G.P.O: It’s been a really hectic week. Tomorrow we’re the visiting artist at NYU so we have to get things organized.
ONLY: I can imagine that there is a lot to talk about on your behalf.
G.P.O: I suppose, but it’s been interesting lately, in the last 8 weeks maybe even the last 6 weeks we’ve given a lecture at Rutger’s University, at Columbia and at the gender studies department at NYU and now we’re doing the art department. And at Rutger’s the Head of Graduate Studies said afterward that our lecture had the largest attendance in the history of the University.
ONLY: That’s great.
G.P.O: Isn’t that interesting? That there is that much awareness of the project that Jaye and I were doing?
ONLY: I certainly think that that kind of reaction is quite compelling and an interesting testament to the awareness of both the project and for the ideas and the concepts that you have been working with and towards for so long.
G.P.O: That’s funny to think about for an old codger like me.
ONLY: It must be an exciting time to discover that there is an audience for you.
G.P.O: It is, but obviously it’s tragic that Jaye’s not here to share that with us.
ONLY: Of course. But I’m happy to hear that you have found the strength to continue.
G.P.O: Well it’s partly the fact that there is such a positive response to what he have been doing that encourages me to keep going. It’s an irony isn’t it? Derek Jarmen once said to me, when he just turned fifty and been diagnosed with HIV/AIDS, he said : “You know Gen, now that I’m dying they’re going to throw money at me to make movies and they’re going to give me all this praise and publicity, but they won’t do it until you’re either dying or dead.”
ONLY: I think that anyone who is pushing boundaries or concepts, like yourself, that seems so far ahead of the general public consciousness has to expect that it will take time for the public to catch up. For example so much of what you have contributed culturally and even philosophically has been ahead of the curve. It can sometimes take a generation or two to catch up to what were originally seen as radical ideas.
G.P.O: A good example would be something like industrial music. We did the first Throbbing Gristle gigs to less than 20 people, most of them throwing things and screaming abuse that it was just a racket. Of course, now it’s a global phenomenon and most young people would look at you wide eyed and startled if you said there was a time when there was no industrial music.
ONLY: Of course and obviously you were at the absolute forefront of that. I’ve heard you be referred to as a cultural engineer…

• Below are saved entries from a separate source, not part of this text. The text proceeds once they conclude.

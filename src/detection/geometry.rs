//! Contour simplification.
//!
//! Area and perimeter come from `imageproc::geometry`. Its `approximate_polygon_dp`
//! panics on a zero epsilon (single-pixel contours have no perimeter) and splits
//! closed curves at their first point, so simplification is done here.

use imageproc::point::Point;

fn distance(a: Point<i32>, b: Point<i32>) -> f64 {
    let dx = (b.x - a.x) as f64;
    let dy = (b.y - a.y) as f64;
    (dx * dx + dy * dy).sqrt()
}

fn distance_sq(a: Point<i32>, b: Point<i32>) -> i64 {
    let dx = (b.x - a.x) as i64;
    let dy = (b.y - a.y) as i64;
    dx * dx + dy * dy
}

/// Distance from `p` to the line through `a` and `b` (or to `a` when they coincide).
fn point_to_line_distance(p: Point<i32>, a: Point<i32>, b: Point<i32>) -> f64 {
    let dx = (b.x - a.x) as f64;
    let dy = (b.y - a.y) as f64;
    let len = (dx * dx + dy * dy).sqrt();
    if len == 0.0 {
        return distance(p, a);
    }
    (dy * (p.x - a.x) as f64 - dx * (p.y - a.y) as f64).abs() / len
}

/// Ramer–Douglas–Peucker simplification of a closed contour.
///
/// The contour is split at two mutually distant points and each half is
/// simplified as an open chain, so corners survive regardless of where
/// tracing started.
pub fn approximate_closed(points: &[Point<i32>], epsilon: f64) -> Vec<Point<i32>> {
    if points.len() <= 3 {
        return points.to_vec();
    }

    let farthest_from = |origin: Point<i32>| {
        points
            .iter()
            .enumerate()
            .max_by_key(|(_, p)| distance_sq(origin, **p))
            .map(|(i, _)| i)
            .unwrap_or(0)
    };
    let a = farthest_from(points[0]);
    let b = farthest_from(points[a]);
    if a == b {
        return vec![points[a]];
    }
    let (start, end) = (a.min(b), a.max(b));

    // start..=end, then end..=start wrapping around
    let first: Vec<Point<i32>> = points[start..=end].to_vec();
    let second: Vec<Point<i32>> = points[end..]
        .iter()
        .chain(points[..=start].iter())
        .copied()
        .collect();

    let mut result = approximate_open(&first, epsilon);
    let tail = approximate_open(&second, epsilon);
    // both halves share their endpoints
    result.pop();
    result.extend_from_slice(&tail[..tail.len() - 1]);
    result
}

/// Ramer–Douglas–Peucker simplification of an open chain. Keeps both endpoints.
pub fn approximate_open(points: &[Point<i32>], epsilon: f64) -> Vec<Point<i32>> {
    if points.len() <= 2 {
        return points.to_vec();
    }

    let last = points.len() - 1;
    let mut keep = vec![false; points.len()];
    keep[0] = true;
    keep[last] = true;

    let mut stack = vec![(0usize, last)];
    while let Some((start, end)) = stack.pop() {
        if end - start <= 1 {
            continue;
        }

        let mut max_dist = 0.0;
        let mut max_index = start;
        for i in (start + 1)..end {
            let dist = point_to_line_distance(points[i], points[start], points[end]);
            if dist > max_dist {
                max_dist = dist;
                max_index = i;
            }
        }

        if max_dist > epsilon {
            keep[max_index] = true;
            stack.push((start, max_index));
            stack.push((max_index, end));
        }
    }

    points
        .iter()
        .zip(keep)
        .filter_map(|(p, k)| k.then_some(*p))
        .collect()
}

#[cfg(test)]
mod tests {
    use super::*;
    use imageproc::geometry::arc_length;

    /// Trace the border of an axis-aligned rectangle pixel by pixel, starting
    /// at the top-left corner and walking clockwise.
    fn rectangle_border(x0: i32, y0: i32, x1: i32, y1: i32) -> Vec<Point<i32>> {
        let mut pts = Vec::new();
        for x in x0..x1 {
            pts.push(Point::new(x, y0));
        }
        for y in y0..y1 {
            pts.push(Point::new(x1, y));
        }
        for x in (x0 + 1..=x1).rev() {
            pts.push(Point::new(x, y1));
        }
        for y in (y0 + 1..=y1).rev() {
            pts.push(Point::new(x0, y));
        }
        pts
    }

    #[test]
    fn open_chain_drops_collinear_points() {
        let pts: Vec<_> = (0..10).map(|x| Point::new(x, 0)).collect();
        assert_eq!(
            approximate_open(&pts, 1.0),
            vec![Point::new(0, 0), Point::new(9, 0)]
        );
    }

    #[test]
    fn closed_rectangle_reduces_to_corners() {
        let border = rectangle_border(10, 20, 110, 80);
        let epsilon = 0.02 * arc_length(&border, true);
        let mut corners = approximate_closed(&border, epsilon);
        corners.sort_by_key(|p| (p.x, p.y));
        assert_eq!(
            corners,
            vec![
                Point::new(10, 20),
                Point::new(10, 80),
                Point::new(110, 20),
                Point::new(110, 80),
            ]
        );
    }

    #[test]
    fn closed_result_independent_of_start() {
        let border = rectangle_border(0, 0, 50, 30);
        let mut rotated = border.clone();
        rotated.rotate_left(17);
        let epsilon = 0.02 * arc_length(&border, true);

        let mut a = approximate_closed(&border, epsilon);
        let mut b = approximate_closed(&rotated, epsilon);
        a.sort_by_key(|p| (p.x, p.y));
        b.sort_by_key(|p| (p.x, p.y));
        assert_eq!(a, b);
        assert_eq!(a.len(), 4);
    }

    #[test]
    fn single_pixel_contour_with_zero_tolerance() {
        let dot = [Point::new(4, 4)];
        assert_eq!(arc_length(&dot, true), 0.0);
        assert_eq!(approximate_closed(&dot, 0.0), vec![Point::new(4, 4)]);

        let dash: Vec<_> = (0..6).map(|x| Point::new(x, 2)).collect();
        let simplified = approximate_closed(&dash, 0.0);
        assert!(simplified.contains(&Point::new(0, 2)));
        assert!(simplified.contains(&Point::new(5, 2)));
    }
}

G.P.O: Yeah that phrase popped out one day. I can’t remember where it was but somebody who had enough importance to me to merit that thoughtful said: “How would you sum up what you do in two or three words”…and out pops this phrase, “cultural engineer”. And the minute it popped out we thought it does sound arrogant but there’s enough evidence out there to justify that as an explanation. I mean we have actually taken the flows and the ebbs and the underlying subtexts of popular culture and then submitted it to a detailed analysis and then proposed the next mutation. It’s not so much that we’re claiming that we’re geniuses in an isolated world where we come up with these marvelous ideas, it’s more that we’ve become skilled at reading what’s inevitable in the culture and we have the nerve, the stubbornness or the stupidity to then see if we can make it happen.
ONLY: I wonder how these sorts of expressions, that you seem to naturally migrate towards, begin to form. Is it a result of being engaged with a sympathetic collective group? Do these ideas come about organically?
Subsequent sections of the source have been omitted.